▶ WHAT THIS TASK INVOLVES:
Please repeat exactly the lines below from the one containing "in buffer-sized chunks." down to the one containing "self.read_into(pos, len)?;", both included, and nothing else.

▶ THE INPUT:
● ● ● ●
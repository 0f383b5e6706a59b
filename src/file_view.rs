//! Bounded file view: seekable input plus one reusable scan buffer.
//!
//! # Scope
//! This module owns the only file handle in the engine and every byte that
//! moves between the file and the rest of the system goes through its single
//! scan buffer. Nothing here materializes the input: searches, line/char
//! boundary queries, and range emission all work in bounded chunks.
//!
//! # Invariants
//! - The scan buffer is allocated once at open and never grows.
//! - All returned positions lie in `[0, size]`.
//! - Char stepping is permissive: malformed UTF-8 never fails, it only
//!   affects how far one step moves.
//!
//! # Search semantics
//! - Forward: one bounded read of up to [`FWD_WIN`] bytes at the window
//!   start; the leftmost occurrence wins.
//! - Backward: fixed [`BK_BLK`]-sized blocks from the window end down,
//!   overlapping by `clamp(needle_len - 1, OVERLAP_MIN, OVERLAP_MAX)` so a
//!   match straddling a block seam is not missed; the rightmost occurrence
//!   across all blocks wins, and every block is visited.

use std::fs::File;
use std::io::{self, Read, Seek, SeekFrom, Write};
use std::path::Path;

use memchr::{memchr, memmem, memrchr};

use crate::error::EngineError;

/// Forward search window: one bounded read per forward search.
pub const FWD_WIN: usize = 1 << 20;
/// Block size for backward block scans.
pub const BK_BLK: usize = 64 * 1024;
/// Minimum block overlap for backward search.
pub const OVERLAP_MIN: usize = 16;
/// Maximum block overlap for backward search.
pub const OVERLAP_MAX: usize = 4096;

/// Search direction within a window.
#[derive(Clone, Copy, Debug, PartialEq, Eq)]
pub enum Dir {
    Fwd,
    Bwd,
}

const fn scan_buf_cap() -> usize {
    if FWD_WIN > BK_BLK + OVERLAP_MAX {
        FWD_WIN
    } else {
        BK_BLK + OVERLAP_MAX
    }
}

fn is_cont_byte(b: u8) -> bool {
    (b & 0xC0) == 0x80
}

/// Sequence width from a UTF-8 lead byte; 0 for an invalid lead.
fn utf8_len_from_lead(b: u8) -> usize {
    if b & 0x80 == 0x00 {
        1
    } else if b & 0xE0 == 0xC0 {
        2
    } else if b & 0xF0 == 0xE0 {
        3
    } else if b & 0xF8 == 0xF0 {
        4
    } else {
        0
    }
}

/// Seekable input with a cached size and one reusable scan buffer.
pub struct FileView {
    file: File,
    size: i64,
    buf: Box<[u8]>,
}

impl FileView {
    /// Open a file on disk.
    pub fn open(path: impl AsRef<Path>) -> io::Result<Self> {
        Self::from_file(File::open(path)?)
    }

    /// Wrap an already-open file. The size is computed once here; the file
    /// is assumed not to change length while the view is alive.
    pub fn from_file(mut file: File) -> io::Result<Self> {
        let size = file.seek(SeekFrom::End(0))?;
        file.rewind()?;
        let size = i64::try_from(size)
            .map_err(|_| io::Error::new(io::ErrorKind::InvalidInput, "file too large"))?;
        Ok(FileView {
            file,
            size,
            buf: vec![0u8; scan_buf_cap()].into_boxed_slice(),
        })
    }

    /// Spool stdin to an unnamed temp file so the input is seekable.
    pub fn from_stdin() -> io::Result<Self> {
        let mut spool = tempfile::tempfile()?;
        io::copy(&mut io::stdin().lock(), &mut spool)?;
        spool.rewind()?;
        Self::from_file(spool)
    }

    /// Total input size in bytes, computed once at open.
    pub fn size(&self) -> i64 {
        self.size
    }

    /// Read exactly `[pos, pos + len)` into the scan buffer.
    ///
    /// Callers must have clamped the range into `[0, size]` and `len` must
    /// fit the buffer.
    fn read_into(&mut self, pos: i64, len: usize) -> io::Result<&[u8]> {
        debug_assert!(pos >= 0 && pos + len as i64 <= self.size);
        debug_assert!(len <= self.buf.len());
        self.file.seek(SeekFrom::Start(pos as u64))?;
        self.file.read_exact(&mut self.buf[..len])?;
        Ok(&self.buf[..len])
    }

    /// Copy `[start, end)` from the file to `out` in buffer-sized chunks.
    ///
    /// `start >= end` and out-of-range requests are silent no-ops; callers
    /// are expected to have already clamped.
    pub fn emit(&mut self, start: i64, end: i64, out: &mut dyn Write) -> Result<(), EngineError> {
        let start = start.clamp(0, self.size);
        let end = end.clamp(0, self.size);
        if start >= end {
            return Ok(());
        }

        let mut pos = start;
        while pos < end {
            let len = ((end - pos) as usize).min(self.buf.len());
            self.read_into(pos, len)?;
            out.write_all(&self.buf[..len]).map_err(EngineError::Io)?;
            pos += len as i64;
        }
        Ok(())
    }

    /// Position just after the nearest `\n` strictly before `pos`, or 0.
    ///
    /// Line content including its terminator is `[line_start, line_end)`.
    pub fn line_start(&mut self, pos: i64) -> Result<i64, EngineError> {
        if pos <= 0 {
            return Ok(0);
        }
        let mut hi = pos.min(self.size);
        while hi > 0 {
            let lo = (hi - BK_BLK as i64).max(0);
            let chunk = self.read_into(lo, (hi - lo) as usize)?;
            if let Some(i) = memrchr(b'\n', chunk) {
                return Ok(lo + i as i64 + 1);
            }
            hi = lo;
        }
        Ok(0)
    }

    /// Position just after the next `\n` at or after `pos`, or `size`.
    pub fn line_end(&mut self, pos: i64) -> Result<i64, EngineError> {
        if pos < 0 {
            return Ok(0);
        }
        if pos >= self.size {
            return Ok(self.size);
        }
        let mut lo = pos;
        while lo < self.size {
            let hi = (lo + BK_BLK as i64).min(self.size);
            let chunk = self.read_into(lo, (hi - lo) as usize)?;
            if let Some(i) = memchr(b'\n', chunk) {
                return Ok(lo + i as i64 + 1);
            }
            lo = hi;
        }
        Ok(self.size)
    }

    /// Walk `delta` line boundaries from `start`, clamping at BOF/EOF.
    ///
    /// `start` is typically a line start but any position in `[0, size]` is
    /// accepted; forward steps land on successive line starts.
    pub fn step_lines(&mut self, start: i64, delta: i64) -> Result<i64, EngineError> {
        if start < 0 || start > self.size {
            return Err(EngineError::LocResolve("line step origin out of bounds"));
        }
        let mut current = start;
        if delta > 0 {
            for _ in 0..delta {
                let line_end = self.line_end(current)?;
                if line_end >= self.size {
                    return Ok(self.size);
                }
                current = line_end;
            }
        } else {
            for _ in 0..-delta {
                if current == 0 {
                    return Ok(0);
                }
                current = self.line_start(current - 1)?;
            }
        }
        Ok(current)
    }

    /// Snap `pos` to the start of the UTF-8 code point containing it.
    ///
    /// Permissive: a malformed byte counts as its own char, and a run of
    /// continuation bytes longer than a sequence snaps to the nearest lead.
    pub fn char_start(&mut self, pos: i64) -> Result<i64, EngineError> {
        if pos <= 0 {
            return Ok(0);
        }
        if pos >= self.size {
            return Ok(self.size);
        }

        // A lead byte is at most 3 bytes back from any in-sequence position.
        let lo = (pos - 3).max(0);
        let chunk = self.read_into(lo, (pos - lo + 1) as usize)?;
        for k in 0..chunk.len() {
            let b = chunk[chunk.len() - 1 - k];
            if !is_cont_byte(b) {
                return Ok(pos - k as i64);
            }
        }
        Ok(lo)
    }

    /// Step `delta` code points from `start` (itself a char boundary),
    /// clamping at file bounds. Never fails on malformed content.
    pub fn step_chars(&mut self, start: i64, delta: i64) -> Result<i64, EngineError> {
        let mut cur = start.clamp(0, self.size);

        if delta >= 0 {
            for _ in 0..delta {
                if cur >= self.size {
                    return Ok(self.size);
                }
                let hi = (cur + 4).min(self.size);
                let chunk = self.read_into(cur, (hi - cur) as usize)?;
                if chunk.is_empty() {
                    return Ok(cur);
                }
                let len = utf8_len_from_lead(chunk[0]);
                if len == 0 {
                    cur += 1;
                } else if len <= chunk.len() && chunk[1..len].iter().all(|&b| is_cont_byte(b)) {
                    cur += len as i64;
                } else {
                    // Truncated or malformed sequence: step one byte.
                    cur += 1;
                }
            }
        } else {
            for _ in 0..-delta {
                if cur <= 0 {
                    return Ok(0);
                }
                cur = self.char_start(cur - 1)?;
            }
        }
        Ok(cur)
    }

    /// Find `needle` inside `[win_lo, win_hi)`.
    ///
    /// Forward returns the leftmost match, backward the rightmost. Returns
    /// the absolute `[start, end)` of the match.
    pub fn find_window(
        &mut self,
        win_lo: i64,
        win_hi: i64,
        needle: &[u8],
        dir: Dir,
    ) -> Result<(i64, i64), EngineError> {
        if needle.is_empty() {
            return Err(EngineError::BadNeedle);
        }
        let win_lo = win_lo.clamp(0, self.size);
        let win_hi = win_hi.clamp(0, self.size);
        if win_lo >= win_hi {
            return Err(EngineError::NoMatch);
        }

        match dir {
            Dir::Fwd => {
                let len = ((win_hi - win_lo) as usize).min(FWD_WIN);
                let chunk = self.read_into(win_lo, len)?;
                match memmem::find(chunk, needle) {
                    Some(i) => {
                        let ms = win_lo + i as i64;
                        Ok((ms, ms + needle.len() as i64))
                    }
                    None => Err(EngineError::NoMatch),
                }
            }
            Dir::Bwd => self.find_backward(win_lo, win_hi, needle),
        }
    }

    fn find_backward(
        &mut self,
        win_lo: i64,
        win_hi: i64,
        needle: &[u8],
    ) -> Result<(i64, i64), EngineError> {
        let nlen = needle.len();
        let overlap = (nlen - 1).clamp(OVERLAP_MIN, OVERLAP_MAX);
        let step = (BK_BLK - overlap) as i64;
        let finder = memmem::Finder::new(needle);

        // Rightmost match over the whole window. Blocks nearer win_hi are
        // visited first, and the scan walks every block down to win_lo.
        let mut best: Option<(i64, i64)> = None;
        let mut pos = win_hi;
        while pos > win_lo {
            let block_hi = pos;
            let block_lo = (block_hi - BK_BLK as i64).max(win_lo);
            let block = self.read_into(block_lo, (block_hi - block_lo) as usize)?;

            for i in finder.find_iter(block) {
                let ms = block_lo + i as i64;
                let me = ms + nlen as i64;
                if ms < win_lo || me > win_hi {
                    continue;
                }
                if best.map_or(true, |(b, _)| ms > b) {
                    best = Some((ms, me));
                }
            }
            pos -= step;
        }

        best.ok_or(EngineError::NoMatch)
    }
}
● ● ● ●
▶ ANSWER SPACE:
    /// Copy `[start, end)` from the file to `out` in buffer-sized chunks.
    ///
    /// `start >= end` and out-of-range requests are silent no-ops; callers
    /// are expected to have already clamped.
    pub fn emit(&mut self, start: i64, end: i64, out: &mut dyn Write) -> Result<(), EngineError> {
        let start = start.clamp(0, self.size);
        let end = end.clamp(0, self.size);
        if start >= end {
            return Ok(());
        }

        let mut pos = start;
        while pos < end {
            let len = ((end - pos) as usize).min(self.buf.len());
            self.read_into(pos, len)?;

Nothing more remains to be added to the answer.